= Activity =
Bring together every line in the data that includes "pips".

= Data extracts =
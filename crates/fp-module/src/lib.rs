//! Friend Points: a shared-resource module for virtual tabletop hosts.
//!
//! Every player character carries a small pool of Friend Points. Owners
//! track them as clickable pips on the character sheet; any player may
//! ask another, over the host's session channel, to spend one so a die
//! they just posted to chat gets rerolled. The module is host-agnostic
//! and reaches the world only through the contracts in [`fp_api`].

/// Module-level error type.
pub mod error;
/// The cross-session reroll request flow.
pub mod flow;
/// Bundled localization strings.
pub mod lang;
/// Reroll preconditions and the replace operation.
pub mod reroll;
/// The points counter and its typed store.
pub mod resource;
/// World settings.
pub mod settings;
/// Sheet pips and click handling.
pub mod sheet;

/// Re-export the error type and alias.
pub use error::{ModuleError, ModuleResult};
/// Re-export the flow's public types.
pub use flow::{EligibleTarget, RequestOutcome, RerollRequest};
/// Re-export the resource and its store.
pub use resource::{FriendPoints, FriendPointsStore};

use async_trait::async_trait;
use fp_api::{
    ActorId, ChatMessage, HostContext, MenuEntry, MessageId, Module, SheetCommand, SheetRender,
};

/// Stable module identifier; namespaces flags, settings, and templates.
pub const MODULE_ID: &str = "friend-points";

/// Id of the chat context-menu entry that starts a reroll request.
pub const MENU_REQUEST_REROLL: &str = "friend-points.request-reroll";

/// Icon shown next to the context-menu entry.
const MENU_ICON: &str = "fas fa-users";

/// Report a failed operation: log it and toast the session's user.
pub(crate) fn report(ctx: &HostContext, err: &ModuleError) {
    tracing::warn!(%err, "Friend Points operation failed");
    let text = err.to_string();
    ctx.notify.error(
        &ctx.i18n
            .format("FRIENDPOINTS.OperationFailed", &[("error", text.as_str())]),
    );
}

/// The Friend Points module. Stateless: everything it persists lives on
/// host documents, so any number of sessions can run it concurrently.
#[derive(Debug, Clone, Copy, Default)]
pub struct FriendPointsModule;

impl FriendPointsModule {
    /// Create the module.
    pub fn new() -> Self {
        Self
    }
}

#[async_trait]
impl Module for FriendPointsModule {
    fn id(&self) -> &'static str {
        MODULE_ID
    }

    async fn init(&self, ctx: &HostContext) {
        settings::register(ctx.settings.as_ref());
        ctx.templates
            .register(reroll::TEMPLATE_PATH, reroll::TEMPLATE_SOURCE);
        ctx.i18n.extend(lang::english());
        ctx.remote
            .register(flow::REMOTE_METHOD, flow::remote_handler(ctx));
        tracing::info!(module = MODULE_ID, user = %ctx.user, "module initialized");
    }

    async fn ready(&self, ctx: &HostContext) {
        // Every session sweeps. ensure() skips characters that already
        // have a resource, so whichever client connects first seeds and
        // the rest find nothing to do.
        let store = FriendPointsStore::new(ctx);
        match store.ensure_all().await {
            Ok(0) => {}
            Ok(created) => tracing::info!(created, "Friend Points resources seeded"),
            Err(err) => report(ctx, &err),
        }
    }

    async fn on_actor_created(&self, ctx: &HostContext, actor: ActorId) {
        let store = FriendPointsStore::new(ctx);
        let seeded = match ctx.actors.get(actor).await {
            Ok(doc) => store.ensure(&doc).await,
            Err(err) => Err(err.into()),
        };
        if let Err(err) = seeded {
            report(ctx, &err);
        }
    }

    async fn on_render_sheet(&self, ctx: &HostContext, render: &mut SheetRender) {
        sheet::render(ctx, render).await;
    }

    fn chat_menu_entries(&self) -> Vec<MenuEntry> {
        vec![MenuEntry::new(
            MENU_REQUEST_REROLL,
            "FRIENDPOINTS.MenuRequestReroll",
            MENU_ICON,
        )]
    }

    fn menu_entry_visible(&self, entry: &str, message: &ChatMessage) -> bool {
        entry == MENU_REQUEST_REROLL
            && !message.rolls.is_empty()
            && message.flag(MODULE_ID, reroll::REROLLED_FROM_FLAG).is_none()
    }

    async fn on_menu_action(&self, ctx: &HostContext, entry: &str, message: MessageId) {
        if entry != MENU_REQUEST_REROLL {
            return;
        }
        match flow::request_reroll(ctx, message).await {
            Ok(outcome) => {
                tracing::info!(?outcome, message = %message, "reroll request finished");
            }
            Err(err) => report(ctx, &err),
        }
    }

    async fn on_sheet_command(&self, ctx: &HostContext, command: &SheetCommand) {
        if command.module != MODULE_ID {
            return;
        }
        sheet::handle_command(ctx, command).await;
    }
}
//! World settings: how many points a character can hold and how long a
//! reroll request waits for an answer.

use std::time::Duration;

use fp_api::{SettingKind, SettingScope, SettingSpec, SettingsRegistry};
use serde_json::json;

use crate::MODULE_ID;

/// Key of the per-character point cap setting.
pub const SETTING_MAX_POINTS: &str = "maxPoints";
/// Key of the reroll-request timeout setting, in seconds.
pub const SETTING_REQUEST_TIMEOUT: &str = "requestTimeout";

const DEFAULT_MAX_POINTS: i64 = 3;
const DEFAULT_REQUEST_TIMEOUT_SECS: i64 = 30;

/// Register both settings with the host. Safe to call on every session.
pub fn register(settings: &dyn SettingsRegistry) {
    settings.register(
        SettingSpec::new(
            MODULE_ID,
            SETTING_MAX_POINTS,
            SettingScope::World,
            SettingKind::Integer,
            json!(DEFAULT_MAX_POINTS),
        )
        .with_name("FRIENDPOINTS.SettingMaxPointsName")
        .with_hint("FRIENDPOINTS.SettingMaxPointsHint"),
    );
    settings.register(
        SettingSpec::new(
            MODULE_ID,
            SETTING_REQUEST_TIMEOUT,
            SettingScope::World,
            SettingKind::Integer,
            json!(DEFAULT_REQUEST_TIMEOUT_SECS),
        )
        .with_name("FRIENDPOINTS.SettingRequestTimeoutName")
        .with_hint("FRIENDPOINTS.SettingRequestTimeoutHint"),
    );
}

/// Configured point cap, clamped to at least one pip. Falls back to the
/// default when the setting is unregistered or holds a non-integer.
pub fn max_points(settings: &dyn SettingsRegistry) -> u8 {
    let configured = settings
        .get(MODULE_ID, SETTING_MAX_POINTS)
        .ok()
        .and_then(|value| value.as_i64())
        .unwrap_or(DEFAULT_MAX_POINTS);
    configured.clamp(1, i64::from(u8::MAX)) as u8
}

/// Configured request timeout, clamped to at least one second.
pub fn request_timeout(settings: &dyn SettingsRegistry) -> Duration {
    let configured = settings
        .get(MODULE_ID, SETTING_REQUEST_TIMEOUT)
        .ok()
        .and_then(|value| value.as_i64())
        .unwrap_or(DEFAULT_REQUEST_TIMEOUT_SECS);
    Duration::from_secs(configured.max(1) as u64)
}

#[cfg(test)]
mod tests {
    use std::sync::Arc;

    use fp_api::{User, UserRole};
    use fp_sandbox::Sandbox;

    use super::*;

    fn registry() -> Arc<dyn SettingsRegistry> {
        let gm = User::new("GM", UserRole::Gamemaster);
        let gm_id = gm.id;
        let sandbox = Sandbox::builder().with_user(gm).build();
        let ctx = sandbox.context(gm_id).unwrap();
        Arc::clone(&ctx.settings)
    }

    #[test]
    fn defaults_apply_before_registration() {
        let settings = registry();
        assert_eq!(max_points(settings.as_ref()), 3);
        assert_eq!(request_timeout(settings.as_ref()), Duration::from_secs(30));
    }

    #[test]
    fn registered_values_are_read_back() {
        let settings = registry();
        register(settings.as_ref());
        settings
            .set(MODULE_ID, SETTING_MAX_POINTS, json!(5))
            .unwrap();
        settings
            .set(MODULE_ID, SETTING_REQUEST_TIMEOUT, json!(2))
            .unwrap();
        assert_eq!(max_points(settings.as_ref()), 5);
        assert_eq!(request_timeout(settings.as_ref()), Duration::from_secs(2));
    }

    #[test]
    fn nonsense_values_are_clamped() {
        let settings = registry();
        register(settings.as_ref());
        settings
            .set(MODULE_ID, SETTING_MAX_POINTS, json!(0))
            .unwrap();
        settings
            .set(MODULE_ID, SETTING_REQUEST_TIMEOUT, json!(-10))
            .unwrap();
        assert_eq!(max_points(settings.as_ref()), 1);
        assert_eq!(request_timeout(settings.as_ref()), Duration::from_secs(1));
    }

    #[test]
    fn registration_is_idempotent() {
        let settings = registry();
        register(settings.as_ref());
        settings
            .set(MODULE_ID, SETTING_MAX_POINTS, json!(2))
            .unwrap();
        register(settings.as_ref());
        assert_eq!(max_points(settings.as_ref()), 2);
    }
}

--

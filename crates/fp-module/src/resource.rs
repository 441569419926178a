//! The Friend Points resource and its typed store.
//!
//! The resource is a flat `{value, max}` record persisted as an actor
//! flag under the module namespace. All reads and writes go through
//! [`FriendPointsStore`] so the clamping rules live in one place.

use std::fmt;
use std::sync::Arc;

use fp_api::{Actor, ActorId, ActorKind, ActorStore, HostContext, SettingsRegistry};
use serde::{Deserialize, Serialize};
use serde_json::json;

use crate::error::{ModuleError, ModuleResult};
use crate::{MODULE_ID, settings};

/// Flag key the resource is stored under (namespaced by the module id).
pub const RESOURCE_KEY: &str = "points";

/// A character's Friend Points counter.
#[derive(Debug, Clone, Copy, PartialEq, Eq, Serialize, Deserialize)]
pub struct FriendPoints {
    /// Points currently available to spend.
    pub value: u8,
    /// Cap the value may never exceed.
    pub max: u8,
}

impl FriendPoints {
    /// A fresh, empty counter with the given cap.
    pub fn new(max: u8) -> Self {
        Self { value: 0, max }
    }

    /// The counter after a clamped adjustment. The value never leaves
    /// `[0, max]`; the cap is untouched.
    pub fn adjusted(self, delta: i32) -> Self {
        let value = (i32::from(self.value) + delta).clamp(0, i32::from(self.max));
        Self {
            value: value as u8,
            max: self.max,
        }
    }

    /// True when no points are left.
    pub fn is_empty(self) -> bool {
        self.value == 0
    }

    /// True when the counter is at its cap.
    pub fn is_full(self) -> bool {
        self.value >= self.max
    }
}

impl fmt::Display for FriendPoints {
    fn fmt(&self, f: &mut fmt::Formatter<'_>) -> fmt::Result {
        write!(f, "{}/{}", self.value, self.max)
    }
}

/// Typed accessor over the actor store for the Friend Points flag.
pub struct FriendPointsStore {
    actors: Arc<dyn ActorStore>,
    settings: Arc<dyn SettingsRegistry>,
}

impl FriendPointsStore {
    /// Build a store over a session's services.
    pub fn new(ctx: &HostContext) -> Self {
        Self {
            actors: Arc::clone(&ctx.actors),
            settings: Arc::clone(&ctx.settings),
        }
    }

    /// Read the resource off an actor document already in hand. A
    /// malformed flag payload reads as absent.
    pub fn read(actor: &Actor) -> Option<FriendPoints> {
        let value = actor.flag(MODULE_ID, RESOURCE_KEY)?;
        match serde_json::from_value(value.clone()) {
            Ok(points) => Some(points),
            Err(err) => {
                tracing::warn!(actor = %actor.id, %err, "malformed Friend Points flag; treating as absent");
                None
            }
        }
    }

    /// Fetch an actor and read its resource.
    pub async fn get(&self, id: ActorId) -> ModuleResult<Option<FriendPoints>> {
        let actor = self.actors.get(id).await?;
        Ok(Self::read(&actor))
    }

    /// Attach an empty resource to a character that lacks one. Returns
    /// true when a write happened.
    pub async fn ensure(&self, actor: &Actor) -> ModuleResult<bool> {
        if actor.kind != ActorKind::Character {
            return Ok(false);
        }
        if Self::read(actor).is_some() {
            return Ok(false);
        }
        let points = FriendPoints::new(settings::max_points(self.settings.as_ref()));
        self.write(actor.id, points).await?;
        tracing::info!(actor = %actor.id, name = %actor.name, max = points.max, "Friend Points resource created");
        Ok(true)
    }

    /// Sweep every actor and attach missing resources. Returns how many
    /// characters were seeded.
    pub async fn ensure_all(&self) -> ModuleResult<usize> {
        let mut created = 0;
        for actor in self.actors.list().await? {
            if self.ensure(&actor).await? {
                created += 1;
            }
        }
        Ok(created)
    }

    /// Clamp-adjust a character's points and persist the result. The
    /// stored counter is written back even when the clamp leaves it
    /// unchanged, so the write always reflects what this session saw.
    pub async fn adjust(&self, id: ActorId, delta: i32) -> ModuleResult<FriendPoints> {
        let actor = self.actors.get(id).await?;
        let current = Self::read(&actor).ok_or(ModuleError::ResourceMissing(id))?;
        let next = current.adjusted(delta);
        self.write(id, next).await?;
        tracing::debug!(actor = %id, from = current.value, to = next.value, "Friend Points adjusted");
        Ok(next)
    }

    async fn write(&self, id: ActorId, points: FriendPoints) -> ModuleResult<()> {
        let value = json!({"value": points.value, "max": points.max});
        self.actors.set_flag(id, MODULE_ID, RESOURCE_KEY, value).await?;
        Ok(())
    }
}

==

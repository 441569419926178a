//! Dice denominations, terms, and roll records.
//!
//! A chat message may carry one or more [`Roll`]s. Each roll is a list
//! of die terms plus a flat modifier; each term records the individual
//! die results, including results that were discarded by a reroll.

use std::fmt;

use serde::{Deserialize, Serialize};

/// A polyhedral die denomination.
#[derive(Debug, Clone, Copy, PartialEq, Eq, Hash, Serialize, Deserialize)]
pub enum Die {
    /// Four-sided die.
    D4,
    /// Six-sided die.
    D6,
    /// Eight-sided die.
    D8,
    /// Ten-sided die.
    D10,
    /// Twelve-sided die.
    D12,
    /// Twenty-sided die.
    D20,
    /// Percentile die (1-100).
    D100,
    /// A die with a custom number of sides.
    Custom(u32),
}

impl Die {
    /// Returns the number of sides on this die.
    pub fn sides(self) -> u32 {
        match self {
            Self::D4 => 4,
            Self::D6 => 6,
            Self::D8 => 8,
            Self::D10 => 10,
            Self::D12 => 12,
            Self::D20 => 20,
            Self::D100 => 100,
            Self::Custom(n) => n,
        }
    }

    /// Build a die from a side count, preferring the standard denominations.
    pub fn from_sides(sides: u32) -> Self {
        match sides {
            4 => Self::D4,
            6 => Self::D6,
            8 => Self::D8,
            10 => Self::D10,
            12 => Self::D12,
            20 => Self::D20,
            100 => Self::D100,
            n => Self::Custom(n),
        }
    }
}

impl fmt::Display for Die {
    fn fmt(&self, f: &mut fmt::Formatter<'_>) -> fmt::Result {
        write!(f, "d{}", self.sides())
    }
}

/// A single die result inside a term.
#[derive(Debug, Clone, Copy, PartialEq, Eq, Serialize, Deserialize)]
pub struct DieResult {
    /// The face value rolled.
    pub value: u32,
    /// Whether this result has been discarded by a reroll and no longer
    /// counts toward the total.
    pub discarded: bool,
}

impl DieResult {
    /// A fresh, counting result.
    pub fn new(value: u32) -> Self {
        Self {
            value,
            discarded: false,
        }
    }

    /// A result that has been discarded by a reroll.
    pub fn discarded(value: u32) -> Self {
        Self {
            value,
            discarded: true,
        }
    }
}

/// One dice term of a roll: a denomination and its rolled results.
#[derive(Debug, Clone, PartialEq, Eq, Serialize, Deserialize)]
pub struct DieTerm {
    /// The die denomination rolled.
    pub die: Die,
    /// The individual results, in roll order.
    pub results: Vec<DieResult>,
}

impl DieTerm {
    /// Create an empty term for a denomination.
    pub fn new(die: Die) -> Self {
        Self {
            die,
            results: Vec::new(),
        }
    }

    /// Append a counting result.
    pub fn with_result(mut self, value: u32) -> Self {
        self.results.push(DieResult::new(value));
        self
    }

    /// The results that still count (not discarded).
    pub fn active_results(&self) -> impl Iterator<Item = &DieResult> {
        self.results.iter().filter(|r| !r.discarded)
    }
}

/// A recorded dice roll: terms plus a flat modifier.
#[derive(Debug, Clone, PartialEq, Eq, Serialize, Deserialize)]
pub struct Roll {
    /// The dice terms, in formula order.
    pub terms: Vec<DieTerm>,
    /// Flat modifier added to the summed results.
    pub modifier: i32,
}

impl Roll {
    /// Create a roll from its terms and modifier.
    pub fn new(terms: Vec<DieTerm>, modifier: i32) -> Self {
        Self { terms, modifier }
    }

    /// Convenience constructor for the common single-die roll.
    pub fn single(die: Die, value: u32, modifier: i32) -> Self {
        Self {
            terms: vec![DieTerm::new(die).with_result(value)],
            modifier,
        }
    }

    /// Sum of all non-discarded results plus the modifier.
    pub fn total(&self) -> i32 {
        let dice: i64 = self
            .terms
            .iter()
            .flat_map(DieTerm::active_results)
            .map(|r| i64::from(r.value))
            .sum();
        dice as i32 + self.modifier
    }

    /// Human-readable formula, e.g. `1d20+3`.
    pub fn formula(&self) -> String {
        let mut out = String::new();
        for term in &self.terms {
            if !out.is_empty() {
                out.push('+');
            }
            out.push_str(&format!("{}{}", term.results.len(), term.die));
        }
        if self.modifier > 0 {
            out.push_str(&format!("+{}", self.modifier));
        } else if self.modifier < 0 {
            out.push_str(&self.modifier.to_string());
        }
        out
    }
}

= Written answer =
//! track them as clickable pips on the character sheet; any player may
/// Sheet pips and click handling.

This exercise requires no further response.